**** Records to process ****
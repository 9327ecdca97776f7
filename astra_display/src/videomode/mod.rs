/// Video-mode module - discovery and filtering of device configurations
///
/// The negotiation core: walks the format preference tables against the
/// adapter's capability oracle, resolves a depth format, enumerates the
/// native modes under the winning display format, and reduces the list
/// to one entry per resolution by refresh-rate proximity.

// Module declarations
pub mod video_mode;
pub mod depth_format;
pub mod enumerate;
pub mod reduce;

// Re-exports
pub use video_mode::*;
pub use depth_format::*;
pub use enumerate::*;
pub use reduce::*;

// Mock adapter for unit tests (no backend required)
#[cfg(test)]
pub mod mock_adapter;
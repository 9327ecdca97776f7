/// Device module - device creation glue and the render-loop guard
///
/// Thin sequential glue around the adapter boundary: presentation
/// parameter assembly with vertex-processing fallback, and the
/// per-device begin/end-of-frame state machine with loss recovery.

// Module declarations
pub mod negotiate;
pub mod render_guard;

// Re-exports
pub use negotiate::*;
pub use render_guard::*;
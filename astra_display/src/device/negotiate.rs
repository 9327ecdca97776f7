/// Device negotiator - creation with vertex-processing fallback
///
/// Assembles presentation parameters from a chosen video mode and
/// attempts hardware, then mixed, then software vertex processing.
/// On adapters without hardware transform and lighting only the
/// software tier is tried.

use crate::{astra_error, astra_info};
use crate::adapter::{
    Adapter, CreateFlags, Device, DeviceKind, Multisample, PresentInterval, PresentParameters,
    SwapEffect, WindowHandle, DEFAULT_ADAPTER,
};
use crate::error::{Error, Result};
use crate::videomode::VideoMode;

/// Options for device creation
#[derive(Debug, Clone, Copy)]
pub struct DeviceRequest {
    /// Multisampling level to create with
    pub samples: Multisample,
    /// Multisampling quality tier (bounded by the negotiated ceiling)
    pub quality: u32,
    /// Windowed (true) or fullscreen (false)
    pub windowed: bool,
    /// Wait for vertical sync when presenting
    pub vsync: bool,
    /// Window to attach the device to; defaults to the focused window
    pub window: Option<WindowHandle>,
    /// Adapter to create on
    pub adapter_index: u32,
    /// Device kind to create
    pub device_kind: DeviceKind,
}

impl Default for DeviceRequest {
    fn default() -> Self {
        Self {
            samples: Multisample::None,
            quality: 0,
            windowed: false,
            vsync: false,
            window: None,
            adapter_index: DEFAULT_ADAPTER,
            device_kind: DeviceKind::Hardware,
        }
    }
}

/// Outcome of a successful device negotiation
pub struct NegotiatedDevice {
    /// The created device
    pub device: Box<dyn Device>,
    /// The presentation parameters actually used (needed for resets)
    pub present: PresentParameters,
    /// The vertex-processing tier actually obtained
    pub vertex_processing: CreateFlags,
}

/// Create a rendering device for a negotiated video mode
///
/// The target window defaults to the window with input focus when
/// `request.window` is unset. Vertex-processing tiers are tried from
/// hardware down to software; the first successful creation wins and
/// the parameters/tier actually used are returned alongside the device.
///
/// # Errors
///
/// * [`Error::NoPreliminaryDone`] - no window given and none focused
/// * [`Error::NotAvailable`] - every creation attempt failed
pub fn negotiate_device(
    api: &dyn Adapter,
    mode: &VideoMode,
    request: &DeviceRequest,
) -> Result<NegotiatedDevice> {
    let window = request
        .window
        .or_else(|| api.focused_window())
        .ok_or_else(|| {
            Error::NoPreliminaryDone("no window given and none has input focus".to_string())
        })?;

    let present = PresentParameters {
        // The backend sizes the backbuffer to the window when windowed
        backbuffer_width: if request.windowed { 0 } else { mode.width() },
        backbuffer_height: if request.windowed { 0 } else { mode.height() },
        backbuffer_format: mode.display_mode.format,
        backbuffer_count: 1,
        multisample: request.samples,
        multisample_quality: request.quality,
        swap_effect: SwapEffect::Discard,
        device_window: window,
        windowed: request.windowed,
        auto_depth_stencil: true,
        auto_depth_stencil_format: mode.depth_format,
        fullscreen_refresh_rate: if request.windowed { 0 } else { mode.refresh_rate() },
        presentation_interval: if request.vsync {
            PresentInterval::One
        } else {
            PresentInterval::Immediate
        },
    };

    let tiers: &[CreateFlags] =
        if api.supports_hardware_tnl(request.adapter_index, request.device_kind) {
            &[
                CreateFlags::HARDWARE_VERTEX_PROCESSING,
                CreateFlags::MIXED_VERTEX_PROCESSING,
                CreateFlags::SOFTWARE_VERTEX_PROCESSING,
            ]
        } else {
            &[CreateFlags::SOFTWARE_VERTEX_PROCESSING]
        };

    for &vertex_processing in tiers {
        match api.create_device(
            request.adapter_index,
            request.device_kind,
            window,
            vertex_processing,
            &present,
        ) {
            Ok(device) => {
                astra_info!(
                    "astra::device",
                    "device created with {:?}",
                    vertex_processing
                );
                return Ok(NegotiatedDevice {
                    device,
                    present,
                    vertex_processing,
                });
            }
            // Creation failure is non-fatal; fall through to the next tier
            Err(_) => continue,
        }
    }

    astra_error!("astra::device", "all vertex-processing tiers failed");
    Err(Error::NotAvailable)
}

// ============================================================================
// Tests
// ============================================================================

#[cfg(test)]
#[path = "negotiate_tests.rs"]
mod tests;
****
Copy every line above exactly.

repository 9327ecdca97776f7
filename astra_display/src/videomode/mod.rs
/// Video-mode module - discovery and filtering of device configurations
///
/// The negotiation core: walks the format preference tables against the
/// adapter's capability oracle, resolves a depth format, enumerates the
/// native modes under the winning display format, and reduces the list
/// to one entry per resolution by refresh-rate proximity.

// Module declarations
pub mod video_mode;
pub mod depth_format;
pub mod enumerate;
pub mod reduce;

// Re-exports
pub use video_mode::*;
pub use depth_format::*;
pub use enumerate::*;
pub use reduce::*;

// Mock adapter for unit tests (no backend required)
#[cfg(test)]
pub mod mock_adapter;
repository 9327ecdca97776f7
/// Device module - device creation glue and the render-loop guard
///
/// Thin sequential glue around the adapter boundary: presentation
/// parameter assembly with vertex-processing fallback, and the
/// per-device begin/end-of-frame state machine with loss recovery.

// Module declarations
pub mod negotiate;
pub mod render_guard;

// Re-exports
pub use negotiate::*;
pub use render_guard::*;
filename astra_display/src/device/negotiate.rs
repository 9327ecdca97776f7
/// Device negotiator - creation with vertex-processing fallback
///
/// Assembles presentation parameters from a chosen video mode and
/// attempts hardware, then mixed, then software vertex processing.
/// On adapters without hardware transform and lighting only the
/// software tier is tried.

use crate::{astra_error, astra_info};
use crate::adapter::{
    Adapter, CreateFlags, Device, DeviceKind, Multisample, PresentInterval, PresentParameters,
    SwapEffect, WindowHandle, DEFAULT_ADAPTER,
};
use crate::error::{Error, Result};
use crate::videomode::VideoMode;

/// Options for device creation
#[derive(Debug, Clone, Copy)]
pub struct DeviceRequest {
    /// Multisampling level to create with
    pub samples: Multisample,
    /// Multisampling quality tier (bounded by the negotiated ceiling)
    pub quality: u32,
    /// Windowed (true) or fullscreen (false)
    pub windowed: bool,
    /// Wait for vertical sync when presenting
    pub vsync: bool,
    /// Window to attach the device to; defaults to the focused window
    pub window: Option<WindowHandle>,
    /// Adapter to create on
    pub adapter_index: u32,
    /// Device kind to create
    pub device_kind: DeviceKind,
}

impl Default for DeviceRequest {
    fn default() -> Self {
        Self {
            samples: Multisample::None,
            quality: 0,
            windowed: false,
            vsync: false,
            window: None,
            adapter_index: DEFAULT_ADAPTER,
            device_kind: DeviceKind::Hardware,
        }
    }
}

/// Outcome of a successful device negotiation
pub struct NegotiatedDevice {
    /// The created device
    pub device: Box<dyn Device>,
    /// The presentation parameters actually used (needed for resets)
    pub present: PresentParameters,
    /// The vertex-processing tier actually obtained
    pub vertex_processing: CreateFlags,
}

/// Create a rendering device for a negotiated video mode
///
/// The target window defaults to the window with input focus when
/// `request.window` is unset. Vertex-processing tiers are tried from
/// hardware down to software; the first successful creation wins and
/// the parameters/tier actually used are returned alongside the device.
///
/// # Errors
///
/// * [`Error::NoPreliminaryDone`] - no window given and none focused
/// * [`Error::NotAvailable`] - every creation attempt failed
pub fn negotiate_device(
    api: &dyn Adapter,
    mode: &VideoMode,
    request: &DeviceRequest,
) -> Result<NegotiatedDevice> {
    let window = request
        .window
        .or_else(|| api.focused_window())
        .ok_or_else(|| {
            Error::NoPreliminaryDone("no window given and none has input focus".to_string())
        })?;

    let present = PresentParameters {
        // The backend sizes the backbuffer to the window when windowed
        backbuffer_width: if request.windowed { 0 } else { mode.width() },
        backbuffer_height: if request.windowed { 0 } else { mode.height() },
        backbuffer_format: mode.display_mode.format,
        backbuffer_count: 1,
        multisample: request.samples,
        multisample_quality: request.quality,
        swap_effect: SwapEffect::Discard,
        device_window: window,
        windowed: request.windowed,
        auto_depth_stencil: true,
        auto_depth_stencil_format: mode.depth_format,
        fullscreen_refresh_rate: if request.windowed { 0 } else { mode.refresh_rate() },
        presentation_interval: if request.vsync {
            PresentInterval::One
        } else {
            PresentInterval::Immediate
        },
    };

    let tiers: &[CreateFlags] =
        if api.supports_hardware_tnl(request.adapter_index, request.device_kind) {
            &[
                CreateFlags::HARDWARE_VERTEX_PROCESSING,
                CreateFlags::MIXED_VERTEX_PROCESSING,
                CreateFlags::SOFTWARE_VERTEX_PROCESSING,
            ]
        } else {
            &[CreateFlags::SOFTWARE_VERTEX_PROCESSING]
        };

    for &vertex_processing in tiers {
        match api.create_device(
            request.adapter_index,
            request.device_kind,
            window,
            vertex_processing,
            &present,
        ) {
            Ok(device) => {
                astra_info!(
                    "astra::device",
                    "device created with {:?}",
                    vertex_processing
                );
                return Ok(NegotiatedDevice {
                    device,
                    present,
                    vertex_processing,
                });
            }
            // Creation failure is non-fatal; fall through to the next tier
            Err(_) => continue,
        }
    }

    astra_error!("astra::device", "all vertex-processing tiers failed");
    Err(Error::NotAvailable)
}

// ============================================================================
// Tests
// ============================================================================

#[cfg(test)]
#[path = "negotiate_tests.rs"]
mod tests;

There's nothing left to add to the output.